Seems smart to me. So shouldn’t cities be doing the same forward thinking?
Why are we continuing with the same transit planning — such as for Sound Transit’s future light-rail segments — without factoring that a third or more of the workforce may not be commuting to a downtown core, or commuting at all?
Cities maybe should also start preparing for a future in which work areas increasingly overlap with residential areas.
“Land-use law’s separation of work from home, and the emphasis on transit to maintain this separation, seems increasingly antiquated in an era of rising demand for remote work,” writes Stephanie Stern, a professor at the Chicago-Kent College of Law, in a recent paper in Stanford Law and Policy Review.
Stern coined the provocative term “untransit” to describe what she suspects is about to happen — a breakup of century-old work/life urban design patterns.
She dubbed Zoom, the remote meeting software, “the modern equivalent of the streetcar — a technological advance that will profoundly alter land use.”

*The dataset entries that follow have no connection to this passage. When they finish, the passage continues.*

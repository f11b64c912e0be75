use crate::media::MediaKind;
use anyhow::{Context, Result};
use chrono::Utc;
use rand::Rng;
use serde_json::Value;
use std::env;
use std::fs;
use std::path::{Path, PathBuf};

/// Temp files are removed on drop unless persisted.
#[derive(Debug)]
pub struct PreparedMedia {
    path: PathBuf,
    kind: MediaKind,
    temporary: bool,
}

impl PreparedMedia {
    pub fn original(path: &Path, kind: MediaKind) -> Self {
        Self {
            path: path.to_path_buf(),
            kind,
            temporary: false,
        }
    }

    pub fn temporary(path: PathBuf, kind: MediaKind) -> Self {
        Self {
            path,
            kind,
            temporary: true,
        }
    }

    pub fn path(&self) -> &Path {
        &self.path
    }

    pub fn kind(&self) -> MediaKind {
        self.kind
    }

    pub fn is_temporary(&self) -> bool {
        self.temporary
    }

    pub fn persist(mut self, dest: &Path) -> Result<PathBuf> {
        ensure_parent_dir(dest)?;
        if abs_path(dest) == abs_path(&self.path) {
            self.temporary = false;
            return Ok(dest.to_path_buf());
        }
        if self.temporary {
            if fs::rename(&self.path, dest).is_err() {
                fs::copy(&self.path, dest).with_context(|| {
                    format!("failed to copy {} -> {}", self.path.display(), dest.display())
                })?;
                // drop removes the temp copy
                return Ok(dest.to_path_buf());
            }
            self.temporary = false;
        } else {
            fs::copy(&self.path, dest).with_context(|| {
                format!("failed to copy {} -> {}", self.path.display(), dest.display())
            })?;
        }
        Ok(dest.to_path_buf())
    }
}

impl Drop for PreparedMedia {
    fn drop(&mut self) {
        if !self.temporary {
            return;
        }
        match fs::remove_file(&self.path) {
            Ok(()) => log::debug!("removed temp media {}", self.path.display()),
            Err(err) if err.kind() == std::io::ErrorKind::NotFound => {}
            Err(err) => log::warn!("failed to remove temp media {}: {err}", self.path.display()),
        }
    }
}

pub fn out_root() -> PathBuf {
    env::var("STORY_OVERLAY_OUT_DIR")
        .ok()
        .filter(|v| !v.trim().is_empty())
        .map(PathBuf::from)
        .or_else(|| {
            env::var("STORY_OVERLAY_TMP_DIR")
                .ok()
                .filter(|v| !v.trim().is_empty())
                .map(PathBuf::from)
        })
        .unwrap_or_else(|| env::temp_dir().join("story-overlay"))
}

pub fn run_id() -> String {
    format!(
        "{}-{}-{}",
        timestamp_compact(),
        std::process::id(),
        rand::thread_rng().gen_range(1000..9999)
    )
}

pub fn scratch_path(dir: &Path, prefix: &str, suffix: &str) -> Result<PathBuf> {
    fs::create_dir_all(dir)
        .with_context(|| format!("failed to create output dir: {}", dir.display()))?;
    Ok(dir.join(format!("{prefix}-{}.{suffix}", run_id())))
}

pub fn write_json_pretty(path: &Path, value: &Value) -> Result<()> {
    ensure_parent_dir(path)?;
    let raw = serde_json::to_string_pretty(value)?;
    fs::write(path, raw).with_context(|| format!("failed to write JSON: {}", path.display()))?;
    Ok(())
}

pub fn ensure_parent_dir(path: &Path) -> Result<()> {
    if let Some(parent) = path.parent() {
        if !parent.as_os_str().is_empty() {
            fs::create_dir_all(parent).with_context(|| {
                format!("failed to create parent directory: {}", parent.display())
            })?;
        }
    }
    Ok(())
}

pub fn abs_path(path: &Path) -> PathBuf {
    if path.is_absolute() {
        return path.to_path_buf();
    }
    env::current_dir()
        .unwrap_or_else(|_| PathBuf::from("."))
        .join(path)
}

pub fn timestamp_compact() -> String {
    Utc::now().format("%Y%m%d-%H%M%S").to_string()
}

pub fn timestamp_iso() -> String {
    Utc::now().to_rfc3339()
}

#[cfg(test)]
mod tests {
    use super::*;
    use image::ImageFormat;
    use serde_json::json;
    use tempfile::tempdir;

    const PNG: MediaKind = MediaKind::Image(ImageFormat::Png);

    #[test]
    fn temporary_media_is_removed_on_drop() {
        let dir = tempdir().unwrap();
        let path = dir.path().join("tmp.png");
        fs::write(&path, b"x").unwrap();
        let media = PreparedMedia::temporary(path.clone(), PNG);
        assert!(media.is_temporary());
        drop(media);
        assert!(!path.exists());
    }

    #[test]
    fn original_media_is_left_alone() {
        let dir = tempdir().unwrap();
        let path = dir.path().join("story.png");
        fs::write(&path, b"x").unwrap();
        drop(PreparedMedia::original(&path, PNG));
        assert!(path.exists());
    }

    #[test]
    fn persist_moves_temp_file() {
        let dir = tempdir().unwrap();
        let tmp = dir.path().join("tmp.png");
        fs::write(&tmp, b"payload").unwrap();
        let dest = dir.path().join("out").join("final.png");
        let saved = PreparedMedia::temporary(tmp.clone(), PNG).persist(&dest).unwrap();
        assert_eq!(saved, dest);
        assert_eq!(fs::read(&dest).unwrap(), b"payload");
        assert!(!tmp.exists());
    }

    #[test]
    fn persist_copies_original() {
        let dir = tempdir().unwrap();
        let src = dir.path().join("story.png");
        fs::write(&src, b"payload").unwrap();
        let dest = dir.path().join("copy.png");
        PreparedMedia::original(&src, PNG).persist(&dest).unwrap();
        assert!(src.exists());
        assert_eq!(fs::read(&dest).unwrap(), b"payload");
    }

    #[test]
    fn scratch_paths_are_distinct_and_suffixed() {
        let dir = tempdir().unwrap();
        let a = scratch_path(&dir.path().join("nested"), "composite", "jpg").unwrap();
        assert!(a.parent().unwrap().is_dir());
        assert_eq!(a.extension().and_then(|s| s.to_str()), Some("jpg"));
        assert!(a
            .file_name()
            .and_then(|s| s.to_str())
            .unwrap()
            .starts_with("composite-"));
    }

    #[test]
    fn writes_json_pretty() {
        let dir = tempdir().unwrap();
        let target = dir.path().join("a").join("b.json");
        write_json_pretty(&target, &json!({"ok": true})).unwrap();
        assert!(target.exists());
    }
}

Some of the changes are likely to be godsends. Taking even 10 percent of daily commuters off the congested roads has long been a dream of traffic planners.
But some will be challenging. Stern predicts that telecommuting will promote sprawl into the hinterlands, along with larger houses to accommodate home offices. Inequality may rise.
If work shifts from downtowns to neighborhoods, then both need to change.
A survey in April found that Washington workers were at home 39 percent of the time. That’s across the entire workforce, so it includes all the jobs where you have to be there every day, such as factory jobs.
This sea change, if it continues, may cause cities over time to “untransit” — to unwind their transit-oriented, spoke-and-hub development patterns, Stern predicts. Cities will stop concentrating on building dense housing near transit lines, she wrote, and shift to infrastructure to support remote work (such as municipal broadband). Cities may adopt more mixed-use zoning everywhere to bring a taste of the old commercial downtown out to residential neighborhoods.
This concept of “untransit” may be an awkward fit with Seattle-area politics, to say the least. But so is delaying six high-rises right where the region has devoted $3.7 billion to the East Link light-rail line.
Obviously nobody could have predicted this, and I’m not claiming to be able to forecast what comes next. I just don’t see local governments squarely engaging with it. They’re going along as if the remote-work transformation is a chimera — that it’s all bound to snap back to the old reality.
Amazon and Microsoft are like city-states, with their own transit networks and urban planning divisions. When Amazon presses pause on six projects at once, in rising star Bellevue no less, it’s not some catastrophe. But it does mean something.
If they’re asking some of these questions, then we should be too.